Instructions for the task:
After locating the line that contains "impl TransactionalConnection for" in the listing below, write out that line and every following line exactly, with no other output.
[Start of Attachment]
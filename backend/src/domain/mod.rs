//! Domain primitives, aggregates and ports.
//!
//! Purpose: Define strongly typed domain entities used by the recipe service
//! and the persistence adapter. Keep types plain data and document
//! invariants and serialisation contracts (serde) in each type's Rustdoc.
//!
//! Public surface:
//! - Error (alias to `error::DomainError`) — service error payload.
//! - ErrorCode (alias to `error::ErrorCode`) — stable error identifier.
//! - Recipe (alias to `recipe::Recipe`) — the recipe aggregate root.
//! - RecipeService — validation and ownership rules over the ports.

pub mod error;
pub mod ingredient;
pub mod ports;
pub mod recipe;
pub mod recipe_service;
pub mod shopping;
pub mod user;

pub use self::error::{DomainError, Error, ErrorCode, ErrorValidationError};
pub use self::ingredient::{
    Ingredient, IngredientDraft, IngredientNutrient, Nutrient, NutrientAmount, Unit, UnitDraft,
};
pub use self::recipe::{
    MealPlan, MealPlanEntry, Recipe, RecipeDraft, RecipeId, RecipeImage, RecipeStep, RecipeVotes,
    StepDraft, StepIngredient, StepIngredientDraft, Tag,
};
pub use self::recipe_service::RecipeService;
pub use self::shopping::{ShoppingList, ShoppingListItem};
pub use self::user::{Credentials, PasswordResetToken, User, UserId, UserRegistration};

/// Convenient service result alias.
///
/// # Examples
/// ```
/// use recipe_manager::domain::{DomainResult, Error};
///
/// fn handler() -> DomainResult<()> {
///     Err(Error::authorization("not your recipe"))
/// }
/// assert!(handler().is_err());
/// ```
pub type DomainResult<T> = Result<T, Error>;
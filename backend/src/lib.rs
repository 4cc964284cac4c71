//! Persistence layer for a recipe manager.
//!
//! The crate is split along hexagonal lines:
//!
//! - [`domain`]: recipes, ingredients, meal plans and shopping lists, the
//!   store ports they are read and written through, and the
//!   [`domain::RecipeService`] that applies ownership and validation rules.
//! - [`outbound`]: the PostgreSQL adapter implementing every port.
//! - [`config`]: layered store settings.

pub mod config;
pub mod domain;
pub mod outbound;
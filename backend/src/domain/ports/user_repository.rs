//! Driven port for accounts, registrations and password resets.

use async_trait::async_trait;
use chrono::{DateTime, Utc};

use super::StoreError;
use crate::domain::{Credentials, PasswordResetToken, User, UserId, UserRegistration};

/// Persistence contract for user accounts and their one-time tokens.
///
/// Tokens are generated by the store. Each account holds at most one
/// registration and one password reset; issuing another replaces it.
#[cfg_attr(test, mockall::automock)]
#[async_trait]
pub trait UserRepository: Send + Sync {
    /// Insert an unconfirmed account. A taken email is a
    /// [`StoreError::Conflict`].
    async fn create_user(&self, credentials: &Credentials) -> Result<User, StoreError>;

    /// Fetch an account by id.
    async fn get_user_by_id(&self, id: UserId) -> Result<User, StoreError>;

    /// Fetch an account by its email.
    async fn get_user_by_email(&self, email: &str) -> Result<User, StoreError>;

    /// Persist a changed email or confirmation flag.
    async fn update_user(&self, user: &User) -> Result<(), StoreError>;

    /// Issue a registration token for `user`.
    async fn create_user_registration(&self, user: &User)
    -> Result<UserRegistration, StoreError>;

    /// Look up a registration, with its account, by token.
    async fn get_registration_by_token(&self, token: &str)
    -> Result<UserRegistration, StoreError>;

    /// Drop the registration of `user`.
    async fn delete_registration_by_user(&self, user: UserId) -> Result<(), StoreError>;

    /// Drop registrations issued before `before`; returns how many went.
    async fn delete_registrations_before(&self, before: DateTime<Utc>)
    -> Result<usize, StoreError>;

    /// Issue a password reset token for `user`.
    async fn create_password_reset_token(
        &self,
        user: &User,
    ) -> Result<PasswordResetToken, StoreError>;

    /// The outstanding password reset of `user`.
    async fn get_password_reset_token_by_user(
        &self,
        user: &User,
    ) -> Result<PasswordResetToken, StoreError>;

    /// Redeem a reset token: store the new hash and drop the token, in one
    /// transaction.
    async fn update_password_by_token(
        &self,
        token: &str,
        password_hash: &str,
    ) -> Result<(), StoreError>;

    /// Drop password resets issued before `before`; returns how many went.
    async fn delete_password_resets_before(
        &self,
        before: DateTime<Utc>,
    ) -> Result<usize, StoreError>;

    /// Create an account and its registration token in one transaction.
    async fn register_user(&self, credentials: &Credentials)
    -> Result<UserRegistration, StoreError>;

    /// Redeem a registration token: confirm the account and drop the
    /// registration in one transaction.
    async fn confirm_user_by_token(&self, token: &str) -> Result<User, StoreError>;
}
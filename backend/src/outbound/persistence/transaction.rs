//! Scoped transactions for multi-statement writes.
//!
//! [`with_transaction`] runs a closure inside one transaction on one
//! connection. The closure only ever sees a borrowed connection, so
//! transaction state cannot outlive the call or be shared between callers.
//! Outcomes:
//!
//! - closure returns `Ok`: commit, and a failed commit becomes
//!   [`StoreError::TransactionCommit`];
//! - closure returns `Err`: roll back and return the error unchanged;
//! - closure panics: roll back, then resume the panic.
//!
//! A future dropped mid-transaction drops its pooled connection with the
//! transaction still open; the pool's manager treats such connections as
//! broken and closes them, so PostgreSQL rolls the work back.

use std::panic::{AssertUnwindSafe, resume_unwind};

use async_trait::async_trait;
use diesel::QueryResult;
use diesel_async::scoped_futures::ScopedBoxFuture;
use diesel_async::{AnsiTransactionManager, AsyncPgConnection, TransactionManager};
use futures_util::FutureExt as _;
use tracing::{debug, warn};

use crate::domain::ports::StoreError;

/// Connection that can open, commit and abandon one transaction.
#[async_trait]
pub trait TransactionalConnection: Send {
    /// Open a transaction.
    async fn begin(&mut self) -> QueryResult<()>;
    /// Commit the open transaction.
    async fn commit(&mut self) -> QueryResult<()>;
    /// Roll back the open transaction.
    async fn rollback(&mut self) -> QueryResult<()>;
}

#[async_trait]
impl TransactionalConnection for AsyncPgConnection {
    async fn begin(&mut self) -> QueryResult<()> {
        AnsiTransactionManager::begin_transaction(self).await
    }

    async fn commit(&mut self) -> QueryResult<()> {
        AnsiTransactionManager::commit_transaction(self).await
    }

    async fn rollback(&mut self) -> QueryResult<()> {
        AnsiTransactionManager::rollback_transaction(self).await
    }
}

/// Run `work` inside a transaction on `conn`.
///
/// # Errors
///
/// Returns [`StoreError::TransactionStart`] when the transaction cannot be
/// opened, [`StoreError::TransactionCommit`] when committing fails, and the
/// closure's own error (after rolling back) when it fails.
pub async fn with_transaction<'a, C, R, E, F>(conn: &mut C, work: F) -> Result<R, E>
where
    C: TransactionalConnection,
    F: for<'r> FnOnce(&'r mut C) -> ScopedBoxFuture<'a, 'r, Result<R, E>> + Send + 'a,
    R: Send + 'a,
    E: From<StoreError> + Send + 'a,
{
    conn.begin().await.map_err(|err| {
        debug!(error = %err, "failed to open transaction");
        StoreError::transaction_start(err.to_string())
    })?;

    let outcome = AssertUnwindSafe(work(&mut *conn)).catch_unwind().await;
    match outcome {
        Ok(Ok(value)) => match conn.commit().await {
            Ok(()) => Ok(value),
            Err(err) => {
                warn!(error = %err, "transaction commit failed");
                roll_back(conn).await;
                Err(StoreError::transaction_commit(err.to_string()).into())
            }
        },
        Ok(Err(err)) => {
            roll_back(conn).await;
            Err(err)
        }
        Err(panic) => {
            roll_back(conn).await;
            resume_unwind(panic)
        }
    }
}

async fn roll_back<C: TransactionalConnection>(conn: &mut C) {
    match conn.rollback().await {
        Ok(()) => debug!("transaction rolled back"),
        // A failed rollback leaves the connection marked broken; the pool
        // discards it on return.
        Err(err) => debug!(error = %err, "transaction rollback failed"),
    }
}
[End of Attachment]
Solution to the exercise:
impl TransactionalConnection for AsyncPgConnection {
    async fn begin(&mut self) -> QueryResult<()> {
        AnsiTransactionManager::begin_transaction(self).await
    }

    async fn commit(&mut self) -> QueryResult<()> {
        AnsiTransactionManager::commit_transaction(self).await
    }

    async fn rollback(&mut self) -> QueryResult<()> {
        AnsiTransactionManager::rollback_transaction(self).await
    }
}

/// Run `work` inside a transaction on `conn`.
///
/// # Errors
///
/// Returns [`StoreError::TransactionStart`] when the transaction cannot be
/// opened, [`StoreError::TransactionCommit`] when committing fails, and the
/// closure's own error (after rolling back) when it fails.
pub async fn with_transaction<'a, C, R, E, F>(conn: &mut C, work: F) -> Result<R, E>
where
    C: TransactionalConnection,
    F: for<'r> FnOnce(&'r mut C) -> ScopedBoxFuture<'a, 'r, Result<R, E>> + Send + 'a,
    R: Send + 'a,
    E: From<StoreError> + Send + 'a,
{
    conn.begin().await.map_err(|err| {
        debug!(error = %err, "failed to open transaction");
        StoreError::transaction_start(err.to_string())
    })?;

    let outcome = AssertUnwindSafe(work(&mut *conn)).catch_unwind().await;
    match outcome {
        Ok(Ok(value)) => match conn.commit().await {
            Ok(()) => Ok(value),
            Err(err) => {
                warn!(error = %err, "transaction commit failed");
                roll_back(conn).await;
                Err(StoreError::transaction_commit(err.to_string()).into())
            }
        },
        Ok(Err(err)) => {
            roll_back(conn).await;
            Err(err)
        }
        Err(panic) => {
            roll_back(conn).await;
            resume_unwind(panic)
        }
    }
}

async fn roll_back<C: TransactionalConnection>(conn: &mut C) {
    match conn.rollback().await {
        Ok(()) => debug!("transaction rolled back"),
        // A failed rollback leaves the connection marked broken; the pool
        // discards it on return.
        Err(err) => debug!(error = %err, "transaction rollback failed"),
    }
}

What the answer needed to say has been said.